- EXERCISE GOAL
Go through the records and report each line holding the string "anyhow".

------ EXERCISE INPUTS

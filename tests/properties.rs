//! Property tests for cluster assignment and wallet deduplication

use chrono::{Duration, NaiveDate};
use dune_cluster::{
    dedup_by_wallet, select_large_clusters, ChainMask, ClusterKey, ClusteredTable,
    TransactionRecord,
};
use polars::prelude::DataFrame;
use proptest::prelude::*;
use std::collections::{BTreeMap, HashSet};

fn base_day() -> NaiveDate {
    NaiveDate::from_ymd_opt(2023, 1, 1).unwrap()
}

/// Records drawn from small domains so that keys and wallets collide often
fn arb_record() -> impl Strategy<Value = TransactionRecord> {
    (0u8..12, 1i64..4, 0i64..3, 0i64..120, 0i64..3, any::<bool>()).prop_map(
        |(wallet, tc, first_offset, last_offset, mask, text_mask)| {
            let first_day = base_day() + Duration::days(first_offset);
            TransactionRecord {
                user_address: format!("0x{wallet:02x}"),
                tc,
                first_day,
                last_day: first_day + Duration::days(last_offset),
                days: 1 + last_offset / 7,
                source_chains_mask: if text_mask {
                    ChainMask::Text(format!("m{mask}"))
                } else {
                    ChainMask::Int(mask)
                },
                input_tx_hash: format!("0x{wallet:02x}{tc}{last_offset}"),
            }
        },
    )
}

fn row_indices(frame: &DataFrame) -> Vec<u64> {
    frame
        .column("row")
        .unwrap()
        .as_materialized_series()
        .u64()
        .unwrap()
        .into_no_null_iter()
        .collect()
}

proptest! {
    #[test]
    fn cluster_ids_follow_keys(records in prop::collection::vec(arb_record(), 0..60)) {
        let table = ClusteredTable::from_records(records.clone()).unwrap();
        prop_assert_eq!(table.len(), records.len());

        let rows = table.rows();
        for a in rows {
            prop_assert!(a.precise_cluster < table.cluster_count());
            let ka = ClusterKey::of(&a.record);
            prop_assert_eq!(table.key(a.precise_cluster), Some(&ka));
            for b in rows {
                let kb = ClusterKey::of(&b.record);
                prop_assert_eq!(ka == kb, a.precise_cluster == b.precise_cluster);
                prop_assert_eq!(ka < kb, a.precise_cluster < b.precise_cluster);
            }
        }
    }

    #[test]
    fn dedup_is_idempotent(records in prop::collection::vec(arb_record(), 0..60)) {
        let table = ClusteredTable::from_records(records).unwrap();
        let once = dedup_by_wallet(table.frame()).unwrap();
        let twice = dedup_by_wallet(&once).unwrap();

        prop_assert_eq!(row_indices(&once), row_indices(&twice));

        // the kept row is the first occurrence of each wallet
        let mut seen = HashSet::new();
        let expected: Vec<u64> = table
            .rows()
            .iter()
            .enumerate()
            .filter(|(_, row)| seen.insert(row.record.user_address.as_str()))
            .map(|(i, _)| i as u64)
            .collect();
        prop_assert_eq!(row_indices(&once), expected);
    }

    #[test]
    fn selected_wallets_match_qualifying_clusters(
        records in prop::collection::vec(arb_record(), 0..80),
        threshold in 0usize..4,
    ) {
        let table = ClusteredTable::from_records(records).unwrap();

        // first row of each wallet decides which cluster it is counted in
        let mut counts: BTreeMap<usize, usize> = BTreeMap::new();
        let mut seen = HashSet::new();
        for row in table.rows() {
            if seen.insert(row.record.user_address.clone()) {
                *counts.entry(row.precise_cluster).or_insert(0) += 1;
            }
        }
        let qualifying: HashSet<usize> = counts
            .iter()
            .filter(|(_, &count)| count > threshold)
            .map(|(&id, _)| id)
            .collect();
        let expected: HashSet<String> = table
            .rows()
            .iter()
            .filter(|row| qualifying.contains(&row.precise_cluster))
            .map(|row| row.record.user_address.clone())
            .collect();

        let blocks = select_large_clusters(&table, threshold).unwrap();
        let exported: HashSet<String> = blocks
            .iter()
            .flat_map(|block| block.records.iter().map(|r| r.user_address.clone()))
            .collect();

        prop_assert_eq!(blocks.len(), qualifying.len());
        prop_assert_eq!(exported, expected);
        for pair in blocks.windows(2) {
            prop_assert!(
                (pair[0].wallet_count, std::cmp::Reverse(pair[0].id))
                    > (pair[1].wallet_count, std::cmp::Reverse(pair[1].id))
            );
        }
        for block in &blocks {
            prop_assert!(block.wallet_count > threshold);
            let unique: HashSet<&str> =
                block.records.iter().map(|r| r.user_address.as_str()).collect();
            prop_assert_eq!(unique.len(), block.records.len());
        }
    }
}
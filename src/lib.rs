//! dune-cluster: groups wallets from Dune execution exports into behavioural clusters
//!
//! Wallets sharing the same transaction count, first active day, source chains
//! mask and last active month form a cluster. Clusters with more unique wallets
//! than a threshold are written to a spreadsheet, one block per cluster.

pub mod cli;
pub mod config;
pub mod data;
pub mod error;
pub mod export;
pub mod model;
pub mod report;

// Re-export public items for easier access
pub use cli::Args;
pub use config::PipelineConfig;
pub use data::{load_and_process_data, load_from_str, ChainMask, TransactionRecord};
pub use error::Error;
pub use export::{filter_and_export_clusters, ExportRow, ExportSummary, OUTPUT_COLUMNS};
pub use model::{
    dedup_by_wallet, select_large_clusters, ClusterBlock, ClusterId, ClusterKey, ClusteredRow,
    ClusteredTable,
};
pub use report::{cluster_summary_frame, print_cluster_statistics};

/// Common result type used throughout the library
pub type Result<T> = std::result::Result<T, Error>;
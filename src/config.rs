//! Pipeline parameters

use std::path::PathBuf;

pub const DEFAULT_INPUT: &str = "./json_new/luckyboi123_stargate_arbitrum.json";
pub const DEFAULT_OUTPUT: &str = "./clusters_new/luckyboi123_stargate_arbitrum.xlsx";
/// Clusters need strictly more unique wallets than this to be exported
pub const DEFAULT_THRESHOLD: usize = 20;
pub const DEFAULT_SHEET_NAME: &str = "Sheet1";

/// Everything a run needs to know, with the defaults the CLI falls back to
#[derive(Debug, Clone, PartialEq, Eq)]
pub struct PipelineConfig {
    pub input_path: PathBuf,
    pub output_path: PathBuf,
    pub threshold: usize,
    pub sheet_name: String,
}

impl Default for PipelineConfig {
    fn default() -> Self {
        Self {
            input_path: PathBuf::from(DEFAULT_INPUT),
            output_path: PathBuf::from(DEFAULT_OUTPUT),
            threshold: DEFAULT_THRESHOLD,
            sheet_name: DEFAULT_SHEET_NAME.to_string(),
        }
    }
}
use std::sync::Arc;

use anyhow::Context;
use mock_jwt::config::{LogFormat, ServerConfig};
use mock_jwt::http::{self, AppState};
use mock_jwt::keys::KeyStore;
use tokio::net::TcpListener;
use tracing::info;
use tracing_subscriber::{layer::SubscriberExt, util::SubscriberInitExt, EnvFilter};

fn init_tracing(config: &ServerConfig) {
    let filter =
        EnvFilter::try_from_default_env().unwrap_or_else(|_| EnvFilter::new(&config.log_level));

    match config.log_format {
        LogFormat::Json => tracing_subscriber::registry()
            .with(filter)
            .with(tracing_subscriber::fmt::layer().json())
            .init(),
        LogFormat::Text => tracing_subscriber::registry()
            .with(filter)
            .with(tracing_subscriber::fmt::layer())
            .init(),
    }
}

#[tokio::main]
async fn main() -> anyhow::Result<()> {
    let config = ServerConfig::from_env().context("Failed to load configuration")?;
    init_tracing(&config);

    info!(version = env!("CARGO_PKG_VERSION"), "Starting mock JWT server");

    let state = Arc::new(AppState::new(Arc::new(KeyStore::new())));
    let app = http::create_router(state);

    let addr = config.bind_address();
    let listener = TcpListener::bind(&addr)
        .await
        .with_context(|| format!("Failed to bind {addr}"))?;

    info!("Mock JWT server listening on {}", addr);
    for line in http::USAGE.lines() {
        info!("{}", line);
    }

    axum::serve(listener, app).await.context("Server error")?;

    Ok(())
}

------------

- SOLUTION TO THE EXERCISE
use anyhow::Context;
async fn main() -> anyhow::Result<()> {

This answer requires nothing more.